ASSIGNMENT => If a line contains "fn default() ->", it is the last one to write out; begin with the first line of the records and copy each exactly.

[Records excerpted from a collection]
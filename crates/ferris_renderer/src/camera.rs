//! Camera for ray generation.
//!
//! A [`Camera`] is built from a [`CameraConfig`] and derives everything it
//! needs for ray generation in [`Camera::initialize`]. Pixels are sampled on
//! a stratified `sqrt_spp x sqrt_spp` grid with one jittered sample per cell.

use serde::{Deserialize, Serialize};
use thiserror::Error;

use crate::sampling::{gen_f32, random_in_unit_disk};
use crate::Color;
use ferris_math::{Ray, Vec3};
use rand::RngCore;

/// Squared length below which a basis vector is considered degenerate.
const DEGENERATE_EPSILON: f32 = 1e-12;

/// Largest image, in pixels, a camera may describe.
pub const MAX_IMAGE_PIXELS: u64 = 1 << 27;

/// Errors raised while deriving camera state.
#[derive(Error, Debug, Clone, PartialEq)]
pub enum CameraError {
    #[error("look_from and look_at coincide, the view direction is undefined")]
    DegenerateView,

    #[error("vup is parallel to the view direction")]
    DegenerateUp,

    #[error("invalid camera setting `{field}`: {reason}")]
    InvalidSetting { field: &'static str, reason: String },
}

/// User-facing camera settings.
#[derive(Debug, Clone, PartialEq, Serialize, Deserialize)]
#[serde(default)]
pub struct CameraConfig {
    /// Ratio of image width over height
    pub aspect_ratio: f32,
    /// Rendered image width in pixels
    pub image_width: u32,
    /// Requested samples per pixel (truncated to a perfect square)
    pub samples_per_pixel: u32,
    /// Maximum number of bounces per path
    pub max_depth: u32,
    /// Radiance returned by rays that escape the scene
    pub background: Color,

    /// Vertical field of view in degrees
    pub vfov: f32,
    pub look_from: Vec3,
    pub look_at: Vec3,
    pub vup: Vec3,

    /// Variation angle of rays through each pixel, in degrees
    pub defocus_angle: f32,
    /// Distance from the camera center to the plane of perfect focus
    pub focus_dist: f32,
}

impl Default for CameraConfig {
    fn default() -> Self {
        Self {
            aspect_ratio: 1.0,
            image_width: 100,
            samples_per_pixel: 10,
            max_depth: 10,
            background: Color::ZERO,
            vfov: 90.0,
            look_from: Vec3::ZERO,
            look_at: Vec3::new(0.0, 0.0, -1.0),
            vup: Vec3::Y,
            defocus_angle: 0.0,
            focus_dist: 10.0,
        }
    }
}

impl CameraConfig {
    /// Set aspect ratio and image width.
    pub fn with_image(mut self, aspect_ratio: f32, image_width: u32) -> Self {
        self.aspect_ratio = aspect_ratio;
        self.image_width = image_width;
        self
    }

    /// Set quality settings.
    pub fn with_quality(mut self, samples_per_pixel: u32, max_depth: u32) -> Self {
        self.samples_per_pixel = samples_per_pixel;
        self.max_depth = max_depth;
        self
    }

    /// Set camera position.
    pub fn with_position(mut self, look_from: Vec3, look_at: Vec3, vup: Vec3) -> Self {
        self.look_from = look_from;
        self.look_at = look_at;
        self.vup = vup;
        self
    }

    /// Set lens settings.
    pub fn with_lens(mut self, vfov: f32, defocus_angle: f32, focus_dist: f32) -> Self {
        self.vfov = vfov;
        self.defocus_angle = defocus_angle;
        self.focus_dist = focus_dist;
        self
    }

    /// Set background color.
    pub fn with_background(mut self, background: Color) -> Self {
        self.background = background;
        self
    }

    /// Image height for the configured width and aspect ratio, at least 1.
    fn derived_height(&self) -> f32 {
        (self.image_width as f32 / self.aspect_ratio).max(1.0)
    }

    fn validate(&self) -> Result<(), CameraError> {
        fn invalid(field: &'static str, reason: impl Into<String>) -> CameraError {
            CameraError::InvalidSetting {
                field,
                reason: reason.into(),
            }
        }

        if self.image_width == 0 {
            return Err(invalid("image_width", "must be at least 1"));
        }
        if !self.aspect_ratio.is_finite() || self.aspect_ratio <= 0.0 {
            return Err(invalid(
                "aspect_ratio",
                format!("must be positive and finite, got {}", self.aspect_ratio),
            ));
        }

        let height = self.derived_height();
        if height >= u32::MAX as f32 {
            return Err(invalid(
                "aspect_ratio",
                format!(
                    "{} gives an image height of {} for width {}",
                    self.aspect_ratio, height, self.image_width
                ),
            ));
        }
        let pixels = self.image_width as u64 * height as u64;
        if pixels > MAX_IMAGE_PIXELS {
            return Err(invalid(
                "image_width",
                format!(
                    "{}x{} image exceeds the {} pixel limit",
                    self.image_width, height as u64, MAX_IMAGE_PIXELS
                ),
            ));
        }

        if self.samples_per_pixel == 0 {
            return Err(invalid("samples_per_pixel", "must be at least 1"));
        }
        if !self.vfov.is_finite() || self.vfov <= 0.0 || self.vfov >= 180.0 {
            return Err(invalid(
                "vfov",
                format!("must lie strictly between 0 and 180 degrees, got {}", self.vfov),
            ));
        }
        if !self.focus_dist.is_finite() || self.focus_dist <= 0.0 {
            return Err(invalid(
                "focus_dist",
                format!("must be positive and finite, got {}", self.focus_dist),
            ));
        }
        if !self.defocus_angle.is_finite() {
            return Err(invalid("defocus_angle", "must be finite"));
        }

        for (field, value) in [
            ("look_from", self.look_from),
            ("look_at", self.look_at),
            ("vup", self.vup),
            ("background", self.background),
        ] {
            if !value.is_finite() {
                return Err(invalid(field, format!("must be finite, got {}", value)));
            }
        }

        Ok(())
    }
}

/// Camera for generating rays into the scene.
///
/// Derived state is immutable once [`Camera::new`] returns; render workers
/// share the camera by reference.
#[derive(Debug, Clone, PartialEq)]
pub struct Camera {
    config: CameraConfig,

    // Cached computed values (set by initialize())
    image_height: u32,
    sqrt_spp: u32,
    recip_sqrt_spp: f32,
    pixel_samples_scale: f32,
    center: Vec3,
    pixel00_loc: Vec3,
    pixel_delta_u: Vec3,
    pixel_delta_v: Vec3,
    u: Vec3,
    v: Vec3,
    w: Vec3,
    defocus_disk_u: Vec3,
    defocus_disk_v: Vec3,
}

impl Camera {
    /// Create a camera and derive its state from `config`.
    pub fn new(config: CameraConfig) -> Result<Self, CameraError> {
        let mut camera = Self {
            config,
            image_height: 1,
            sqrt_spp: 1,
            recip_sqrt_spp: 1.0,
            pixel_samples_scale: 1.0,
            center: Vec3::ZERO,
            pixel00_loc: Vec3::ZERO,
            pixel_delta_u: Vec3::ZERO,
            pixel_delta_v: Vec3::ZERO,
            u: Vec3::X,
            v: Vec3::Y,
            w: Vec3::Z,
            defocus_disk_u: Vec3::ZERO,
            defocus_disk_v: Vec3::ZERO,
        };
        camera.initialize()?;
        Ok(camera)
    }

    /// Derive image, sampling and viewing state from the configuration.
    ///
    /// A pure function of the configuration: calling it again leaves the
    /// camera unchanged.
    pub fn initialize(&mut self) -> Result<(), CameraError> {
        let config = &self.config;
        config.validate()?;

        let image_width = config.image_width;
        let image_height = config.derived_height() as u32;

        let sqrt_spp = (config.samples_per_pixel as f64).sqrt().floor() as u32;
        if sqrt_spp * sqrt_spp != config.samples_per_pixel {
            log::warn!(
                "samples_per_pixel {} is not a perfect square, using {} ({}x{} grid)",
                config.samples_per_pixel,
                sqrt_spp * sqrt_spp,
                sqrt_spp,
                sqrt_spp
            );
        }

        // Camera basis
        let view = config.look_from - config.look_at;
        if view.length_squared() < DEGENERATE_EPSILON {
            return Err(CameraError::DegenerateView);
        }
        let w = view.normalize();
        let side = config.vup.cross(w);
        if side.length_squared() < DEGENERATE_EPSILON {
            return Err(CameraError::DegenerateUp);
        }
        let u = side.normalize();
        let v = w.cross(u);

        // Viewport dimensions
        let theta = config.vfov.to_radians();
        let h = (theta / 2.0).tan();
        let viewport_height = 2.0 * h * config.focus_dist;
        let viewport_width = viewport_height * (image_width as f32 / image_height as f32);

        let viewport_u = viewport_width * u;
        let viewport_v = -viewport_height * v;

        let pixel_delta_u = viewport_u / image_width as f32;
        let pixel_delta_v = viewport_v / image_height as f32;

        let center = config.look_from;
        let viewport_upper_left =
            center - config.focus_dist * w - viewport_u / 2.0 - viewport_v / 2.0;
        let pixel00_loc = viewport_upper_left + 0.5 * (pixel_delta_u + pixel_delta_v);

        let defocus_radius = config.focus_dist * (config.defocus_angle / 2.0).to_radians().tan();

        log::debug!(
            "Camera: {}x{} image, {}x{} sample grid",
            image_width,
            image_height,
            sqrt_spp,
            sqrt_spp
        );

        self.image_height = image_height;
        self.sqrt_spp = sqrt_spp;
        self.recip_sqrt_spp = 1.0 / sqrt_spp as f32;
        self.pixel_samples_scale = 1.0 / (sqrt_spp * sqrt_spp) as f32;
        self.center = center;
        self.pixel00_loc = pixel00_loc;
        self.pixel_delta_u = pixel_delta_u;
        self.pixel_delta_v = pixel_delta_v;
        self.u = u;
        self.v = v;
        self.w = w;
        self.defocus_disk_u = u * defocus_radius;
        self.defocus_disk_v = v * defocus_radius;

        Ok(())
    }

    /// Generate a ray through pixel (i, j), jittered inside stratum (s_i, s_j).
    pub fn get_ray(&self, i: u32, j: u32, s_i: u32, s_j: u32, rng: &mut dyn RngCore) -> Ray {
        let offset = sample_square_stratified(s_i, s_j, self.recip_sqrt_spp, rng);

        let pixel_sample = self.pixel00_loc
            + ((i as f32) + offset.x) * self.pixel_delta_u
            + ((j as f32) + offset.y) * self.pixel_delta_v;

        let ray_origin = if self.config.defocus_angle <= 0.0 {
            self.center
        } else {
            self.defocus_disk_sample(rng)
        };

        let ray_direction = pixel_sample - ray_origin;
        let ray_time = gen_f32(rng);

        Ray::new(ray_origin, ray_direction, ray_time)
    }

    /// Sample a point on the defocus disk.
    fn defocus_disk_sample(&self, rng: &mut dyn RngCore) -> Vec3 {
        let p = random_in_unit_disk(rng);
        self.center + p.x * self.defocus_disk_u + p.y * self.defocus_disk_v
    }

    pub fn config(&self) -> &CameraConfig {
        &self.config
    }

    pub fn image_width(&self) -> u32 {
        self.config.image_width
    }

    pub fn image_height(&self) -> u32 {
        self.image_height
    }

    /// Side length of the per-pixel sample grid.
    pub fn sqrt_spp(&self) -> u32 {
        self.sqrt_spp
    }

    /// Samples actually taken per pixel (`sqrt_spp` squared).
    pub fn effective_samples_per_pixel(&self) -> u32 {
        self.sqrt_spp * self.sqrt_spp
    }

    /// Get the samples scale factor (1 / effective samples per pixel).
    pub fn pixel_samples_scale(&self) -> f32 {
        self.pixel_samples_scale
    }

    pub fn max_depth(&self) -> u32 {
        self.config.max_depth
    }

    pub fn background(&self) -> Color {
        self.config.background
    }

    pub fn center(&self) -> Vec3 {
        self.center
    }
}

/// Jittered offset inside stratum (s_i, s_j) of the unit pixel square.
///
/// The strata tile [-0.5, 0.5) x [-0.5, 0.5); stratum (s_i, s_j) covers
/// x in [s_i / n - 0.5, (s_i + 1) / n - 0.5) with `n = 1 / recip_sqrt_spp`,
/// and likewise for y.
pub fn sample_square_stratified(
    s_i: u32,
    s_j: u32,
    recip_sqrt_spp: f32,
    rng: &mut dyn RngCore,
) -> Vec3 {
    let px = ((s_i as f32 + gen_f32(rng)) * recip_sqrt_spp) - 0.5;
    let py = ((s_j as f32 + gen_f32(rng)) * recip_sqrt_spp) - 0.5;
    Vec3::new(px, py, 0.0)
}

OUTPUT =>
filename crates/ferris_renderer/src/camera.rs
//! Camera for ray generation.
//!
//! A [`Camera`] is built from a [`CameraConfig`] and derives everything it
//! needs for ray generation in [`Camera::initialize`]. Pixels are sampled on
//! a stratified `sqrt_spp x sqrt_spp` grid with one jittered sample per cell.

use serde::{Deserialize, Serialize};
use thiserror::Error;

use crate::sampling::{gen_f32, random_in_unit_disk};
use crate::Color;
use ferris_math::{Ray, Vec3};
use rand::RngCore;

/// Squared length below which a basis vector is considered degenerate.
const DEGENERATE_EPSILON: f32 = 1e-12;

/// Largest image, in pixels, a camera may describe.
pub const MAX_IMAGE_PIXELS: u64 = 1 << 27;

/// Errors raised while deriving camera state.
#[derive(Error, Debug, Clone, PartialEq)]
pub enum CameraError {
    #[error("look_from and look_at coincide, the view direction is undefined")]
    DegenerateView,

    #[error("vup is parallel to the view direction")]
    DegenerateUp,

    #[error("invalid camera setting `{field}`: {reason}")]
    InvalidSetting { field: &'static str, reason: String },
}

/// User-facing camera settings.
#[derive(Debug, Clone, PartialEq, Serialize, Deserialize)]
#[serde(default)]
pub struct CameraConfig {
    /// Ratio of image width over height
    pub aspect_ratio: f32,
    /// Rendered image width in pixels
    pub image_width: u32,
    /// Requested samples per pixel (truncated to a perfect square)
    pub samples_per_pixel: u32,
    /// Maximum number of bounces per path
    pub max_depth: u32,
    /// Radiance returned by rays that escape the scene
    pub background: Color,

    /// Vertical field of view in degrees
    pub vfov: f32,
    pub look_from: Vec3,
    pub look_at: Vec3,
    pub vup: Vec3,

    /// Variation angle of rays through each pixel, in degrees
    pub defocus_angle: f32,
    /// Distance from the camera center to the plane of perfect focus
    pub focus_dist: f32,
}

impl Default for CameraConfig {
    fn default() -> Self {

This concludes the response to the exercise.